"Generally it's not something we would do. We don't put a dollar value on people's lives."
That was Health and Education Minister Chris Hipkins, either dissembling or perhaps, like a schoolchild who's been out of the classroom too long, simply ignorant of how it all works in peacetime.
He was answering questions about economist Martin Lally's finding that lockdown cost New Zealand much more than we ordinarily spend to save and prolong life.
Lally's most conservative calculation - based on his highest figures for the death and persistent medical conditions that would have resulted from a mitigation rather than a lockdown policy - found that New Zealand paid $1.58 million for every quality-adjusted life year (QALY) it saved in responding to Covid-19.
He compared that $1.58m to the $62,000 figure recommended to Hipkins' own Ministry of Health to value a QALY. Covid-19 disproportionately affects the old and the sick, so the value of life years is deployed rather than that of whole statistical lives.
Lally's work, which has had several iterations, put the "expected losses from lockdown over mitigation" at $23-billion in lost GDP. The figure attempts to isolate the cost of lockdown itself, and does not include such expenses as individuals voluntarily changing their behaviour or the actions of foreign governments.
The 5700 QALYs Lally estimates would have been lost without lockdown are a weighty consideration. But they are vastly lower than the tens of thousands of deaths the Prime Minister feared at the time of that March decision.
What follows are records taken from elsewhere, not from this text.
use crate::dynamics::Body;
use crate::math::Vec3;

/// Default force bound of contact and constraint rows
pub const DEFAULT_MAX_FORCE: f32 = 1e6;

/// One body's half of a Jacobian row
#[derive(Debug, Clone, Copy, PartialEq, Default)]
pub struct JacobianElement {
    pub spatial: Vec3,
    pub rotational: Vec3,
}

impl JacobianElement {
    #[inline]
    pub fn new(spatial: Vec3, rotational: Vec3) -> Self {
        Self { spatial, rotational }
    }

    #[inline]
    pub fn multiply_vectors(&self, spatial: Vec3, rotational: Vec3) -> f32 {
        self.spatial.dot(spatial) + self.rotational.dot(rotational)
    }
}

/// SPOOK stabilization terms derived from stiffness, relaxation and step size
#[derive(Debug, Clone, Copy, PartialEq)]
pub struct SpookParams {
    pub a: f32,
    pub b: f32,
    pub eps: f32,
}

impl SpookParams {
    pub fn new(stiffness: f32, relaxation: f32, dt: f32) -> Self {
        let d = 1.0 + 4.0 * relaxation;
        Self {
            a: 4.0 / (dt * d),
            b: 4.0 * relaxation / d,
            eps: 4.0 / (dt * dt * stiffness * d),
        }
    }
}

/// Non-penetration row along `ni`, also used for bilateral joint rows
#[derive(Debug, Clone, Copy, PartialEq)]
pub struct ContactEquation {
    /// Contact point relative to body i's center, in world orientation
    pub ri: Vec3,
    /// Contact point relative to body j's center, in world orientation
    pub rj: Vec3,
    /// Unit normal pointing from body i towards body j
    pub ni: Vec3,
    pub restitution: f32,
    /// Shape indices within each body; zero for joint rows
    pub shape_i: usize,
    pub shape_j: usize,
}

impl ContactEquation {
    pub fn new(ri: Vec3, rj: Vec3, ni: Vec3) -> Self {
        Self {
            ri,
            rj,
            ni,
            restitution: 0.0,
            shape_i: 0,
            shape_j: 0,
        }
    }

    pub fn with_restitution(mut self, restitution: f32) -> Self {
        self.restitution = restitution;
        self
    }

    pub fn with_shapes(mut self, shape_i: usize, shape_j: usize) -> Self {
        self.shape_i = shape_i;
        self.shape_j = shape_j;
        self
    }
}

/// Tangential row resisting sliding along `t`
#[derive(Debug, Clone, Copy, PartialEq)]
pub struct FrictionEquation {
    pub ri: Vec3,
    pub rj: Vec3,
    pub t: Vec3,
}

#[derive(Debug, Clone, Copy, PartialEq)]
pub enum EquationKind {
    Contact(ContactEquation),
    Friction(FrictionEquation),
}

/// A scalar velocity constraint between two bodies, solved by the
/// Gauss-Seidel solver.
///
/// Bodies are referenced by their index in the world's body list for the
/// step the equation was built in.
#[derive(Debug, Clone, Copy, PartialEq)]
pub struct Equation {
    pub body_i: usize,
    pub body_j: usize,
    pub min_force: f32,
    pub max_force: f32,
    pub spook: SpookParams,
    pub enabled: bool,
    /// Force applied by the last solve
    pub multiplier: f32,
    pub kind: EquationKind,
    jacobian_a: JacobianElement,
    jacobian_b: JacobianElement,
}

impl Equation {
    /// A unilateral contact row: pushes only, bounded by `[0, 1e6]`
    pub fn contact(body_i: usize, body_j: usize, contact: ContactEquation, spook: SpookParams) -> Self {
        let mut equation = Self::bilateral(body_i, body_j, contact, DEFAULT_MAX_FORCE, spook);
        equation.min_force = 0.0;
        equation
    }

    /// A contact-style row that may pull as well as push
    pub fn bilateral(
        body_i: usize,
        body_j: usize,
        contact: ContactEquation,
        max_force: f32,
        spook: SpookParams,
    ) -> Self {
        let n = contact.ni;
        Self {
            body_i,
            body_j,
            min_force: -max_force,
            max_force,
            spook,
            enabled: true,
            multiplier: 0.0,
            kind: EquationKind::Contact(contact),
            jacobian_a: JacobianElement::new(-n, -contact.ri.cross(n)),
            jacobian_b: JacobianElement::new(n, contact.rj.cross(n)),
        }
    }

    /// A friction row whose force stays within `[-slip_force, slip_force]`
    pub fn friction(body_i: usize, body_j: usize, friction: FrictionEquation, slip_force: f32, spook: SpookParams) -> Self {
        let t = friction.t;
        Self {
            body_i,
            body_j,
            min_force: -slip_force,
            max_force: slip_force,
            spook,
            enabled: true,
            multiplier: 0.0,
            kind: EquationKind::Friction(friction),
            jacobian_a: JacobianElement::new(-t, -friction.ri.cross(t)),
            jacobian_b: JacobianElement::new(t, friction.rj.cross(t)),
        }
    }

    #[inline]
    pub fn jacobian(&self) -> (JacobianElement, JacobianElement) {
        (self.jacobian_a, self.jacobian_b)
    }

    /// The contact data, if this is a contact or joint row
    pub fn as_contact(&self) -> Option<&ContactEquation> {
        match &self.kind {
            EquationKind::Contact(c) => Some(c),
            EquationKind::Friction(_) => None,
        }
    }

    /// Constraint violation. For contacts this is the signed gap along the
    /// normal, negative while penetrating.
    pub fn compute_gq(&self, bodies: &[Body]) -> f32 {
        match &self.kind {
            EquationKind::Contact(c) => {
                let (bi, bj) = (&bodies[self.body_i], &bodies[self.body_j]);
                c.ni.dot(bj.position + c.rj - bi.position - c.ri)
            }
            EquationKind::Friction(_) => 0.0,
        }
    }

    /// Constraint velocity `G W`
    pub fn compute_gw(&self, bodies: &[Body]) -> f32 {
        let (bi, bj) = (&bodies[self.body_i], &bodies[self.body_j]);
        self.jacobian_a.multiply_vectors(bi.velocity, bi.angular_velocity)
            + self.jacobian_b.multiply_vectors(bj.velocity, bj.angular_velocity)
    }

    /// Constraint velocity of the solver's accumulated corrections
    pub fn compute_gw_lambda(&self, bodies: &[Body]) -> f32 {
        let (bi, bj) = (&bodies[self.body_i], &bodies[self.body_j]);
        self.jacobian_a.multiply_vectors(bi.vlambda, bi.wlambda)
            + self.jacobian_b.multiply_vectors(bj.vlambda, bj.wlambda)
    }

    /// `G M^-1 f` for the external forces currently on both bodies
    pub fn compute_gimf(&self, bodies: &[Body]) -> f32 {
        let (bi, bj) = (&bodies[self.body_i], &bodies[self.body_j]);
        let ai = bi.inv_inertia_world_solve * bi.torque;
        let aj = bj.inv_inertia_world_solve * bj.torque;
        self.jacobian_a.multiply_vectors(bi.force * bi.inv_mass_solve, ai)
            + self.jacobian_b.multiply_vectors(bj.force * bj.inv_mass_solve, aj)
    }

    /// Effective inverse mass `G M^-1 G^T`
    pub fn compute_gimgt(&self, bodies: &[Body]) -> f32 {
        let (bi, bj) = (&bodies[self.body_i], &bodies[self.body_j]);
        let ra = self.jacobian_a.rotational;
        let rb = self.jacobian_b.rotational;
        bi.inv_mass_solve
            + bj.inv_mass_solve
            + ra.dot(bi.inv_inertia_world_solve * ra)
            + rb.dot(bj.inv_inertia_world_solve * rb)
    }

    /// Right-hand side of the SPOOK system
    pub fn compute_b(&self, bodies: &[Body], h: f32) -> f32 {
        let SpookParams { a, b, .. } = self.spook;
        let gimf = self.compute_gimf(bodies);
        match &self.kind {
            EquationKind::Contact(c) => {
                let (bi, bj) = (&bodies[self.body_i], &bodies[self.body_j]);
                let e1 = 1.0 + c.restitution;
                let gw = e1 * bj.velocity.dot(c.ni) - e1 * bi.velocity.dot(c.ni)
                    + bj.angular_velocity.dot(self.jacobian_b.rotational)
                    + bi.angular_velocity.dot(self.jacobian_a.rotational);
                -self.compute_gq(bodies) * a - gw * b - h * gimf
            }
            EquationKind::Friction(_) => -self.compute_gw(bodies) * b - h * gimf,
        }
    }

    #[inline]
    pub fn compute_c(&self, bodies: &[Body]) -> f32 {
        self.compute_gimgt(bodies) + self.spook.eps
    }

    /// Applies a change of `delta` in the row's accumulated impulse to the
    /// bodies' correction velocities.
    pub fn add_to_wlambda(&self, bodies: &mut [Body], delta: f32) {
        let bi = &mut bodies[self.body_i];
        bi.vlambda += self.jacobian_a.spatial * (bi.inv_mass_solve * delta);
        bi.wlambda += bi.inv_inertia_world_solve * self.jacobian_a.rotational * delta;

        let bj = &mut bodies[self.body_j];
        bj.vlambda += self.jacobian_b.spatial * (bj.inv_mass_solve * delta);
        bj.wlambda += bj.inv_inertia_world_solve * self.jacobian_b.rotational * delta;
    }

    /// Relative velocity of the contact points along the normal, positive
    /// when body i approaches body j.
    pub fn impact_velocity(&self, bodies: &[Body]) -> f32 {
        match &self.kind {
            EquationKind::Contact(c) => {
                let (bi, bj) = (&bodies[self.body_i], &bodies[self.body_j]);
                let vi = bi.velocity_at_world_point(bi.position + c.ri);
                let vj = bj.velocity_at_world_point(bj.position + c.rj);
                c.ni.dot(vi - vj)
            }
            EquationKind::Friction(_) => 0.0,
        }
    }
}

#[cfg(test)]
mod tests {
    use super::*;
    use crate::geometry::Shape;
    use approx::assert_abs_diff_eq;

    fn pair() -> Vec<Body> {
        let mut a = Body::new(1.0).with_shape(Shape::sphere(1.0).unwrap());
        let mut b = Body::new(1.0)
            .with_shape(Shape::sphere(1.0).unwrap())
            .with_position(Vec3::new(1.8, 0.0, 0.0));
        a.update_solve_mass_properties();
        b.update_solve_mass_properties();
        vec![a, b]
    }

    fn touching() -> Equation {
        let n = Vec3::X;
        let contact = ContactEquation::new(n, -n, n);
        Equation::contact(0, 1, contact, SpookParams::new(1e7, 3.0, 1.0 / 60.0))
    }

    #[test]
    fn test_spook_params() {
        let p = SpookParams::new(1e7, 3.0, 0.1);
        assert_abs_diff_eq!(p.a, 4.0 / (0.1 * 13.0), epsilon = 1e-4);
        assert_abs_diff_eq!(p.b, 12.0 / 13.0, epsilon = 1e-6);
        assert_abs_diff_eq!(p.eps, 4.0 / (0.01 * 1e7 * 13.0), epsilon = 1e-9);
    }

    #[test]
    fn test_gap_is_negative_when_penetrating() {
        let bodies = pair();
        let eq = touching();
        assert_abs_diff_eq!(eq.compute_gq(&bodies), -0.2, epsilon = 1e-6);
    }

    #[test]
    fn test_effective_mass_through_centers() {
        let bodies = pair();
        let eq = touching();
        // Arms are parallel to the normal, so rotation does not contribute
        assert_abs_diff_eq!(eq.compute_gimgt(&bodies), 2.0, epsilon = 1e-6);
    }

    #[test]
    fn test_b_pushes_apart() {
        let mut bodies = pair();
        bodies[0].velocity = Vec3::new(1.0, 0.0, 0.0);
        let eq = touching();
        assert!(eq.compute_b(&bodies, 1.0 / 60.0) > 0.0);
        assert_abs_diff_eq!(eq.impact_velocity(&bodies), 1.0, epsilon = 1e-6);
    }

    #[test]
    fn test_add_to_wlambda_is_equal_and_opposite() {
        let mut bodies = pair();
        let eq = touching();
        eq.add_to_wlambda(&mut bodies, 0.5);
        assert_eq!(bodies[0].vlambda, Vec3::new(-0.5, 0.0, 0.0));
        assert_eq!(bodies[1].vlambda, Vec3::new(0.5, 0.0, 0.0));
        assert!(bodies[0].wlambda.almost_zero(1e-7));
        assert_abs_diff_eq!(eq.compute_gw_lambda(&bodies), 1.0, epsilon = 1e-6);
    }

    #[test]
    fn test_friction_row_bounds() {
        let eq = Equation::friction(
            0,
            1,
            FrictionEquation {
                ri: Vec3::ZERO,
                rj: Vec3::ZERO,
                t: Vec3::Z,
            },
            2.5,
            SpookParams::new(1e7, 3.0, 1.0 / 60.0),
        );
        assert_eq!((eq.min_force, eq.max_force), (-2.5, 2.5));
        assert!(eq.as_contact().is_none());
    }
}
There is an ironic aside to that $62,000 figure for a QALY. It represents the country's per capita GDP, and is the figure New Zealand's Burden of Disease Epidemiology, Equity and Cost-Effectiveness Programme (BODE3) recommends health policymakers use to value life. Because it is a measure of GDP it bears some relation to what the Government can afford to spend to preserve life; that figure will fall in 2020 in near lockstep with our economic output and policymakers will consequently value life more cheaply.
Lally's isn't the only analysis to weigh the costs and benefits of lockdown and conclude that by the usual measures we've made an extraordinary departure.
Even as lockdown continued in April, work by Dr Bryce Wilkinson, senior fellow at the New Zealand Initiative, suggested that the Government was heavily overspending to save lives.
Testing New Zealand's elimination strategy in this way is critical for many reasons. Chief among them is that we are on the current course almost by accident.
There was no sober moment in March when either the Cabinet or the country considered alternative and even vaguely costed paths. Indeed, the Government's course of mitigation ("flattening the curve") in mid-March changed to the path of suppression in late March (lockdown) which in turn calcified into the elimination path we're currently on. And it relied on epidemiological modelling that appears to have heavily overstated the likely death toll of Covid.
In April, the Treasury produced economic scenarios to help illuminate the costs of suppression/elimination, and work in a similar vein by the Reserve Bank was completed in May.
The strategy of elimination may have become cheaper since then, though the ongoing heavily shuttered border remains a significant expense with no apparent end as does the suspension of citizens' ordinary rights. Lally's work finds a marginal cost-benefit case for Auckland's August lockdown. However, he recommends that in the future lockdown would only make sense if it contained a more deadly disease, or it was applied on a very local scale, or some combination of the two. Mitigation would otherwise be preferable.
Despite this, elimination has become something of a sacred cow. All major political parties assume this path in their platforms for the upcoming October election (the Act Party has come closest to questioning it). And Labour especially, having reaped both international accolades and tremendous domestic support in the polls, will be loath to abandon it.
That's a dangerous level of political inertia. Absent a vaccine, no politicians have an exit strategy from the current path. Even effective treatment for Covid (some treatments are now helping severe cases) will pose a significant difficulty. How will politicians about face and tell the country that there is in fact a mortality rate they're prepared to stomach?
The answer lies in our tradition of valuing precious human life. The calculations may seem stark but they help to weigh competing goods. And they are born of the moral philosophy that underpins much of our modern welfare state. That thinking has been refined and contested over centuries but it remains essentially this: achieving the greatest good for the greatest number of people.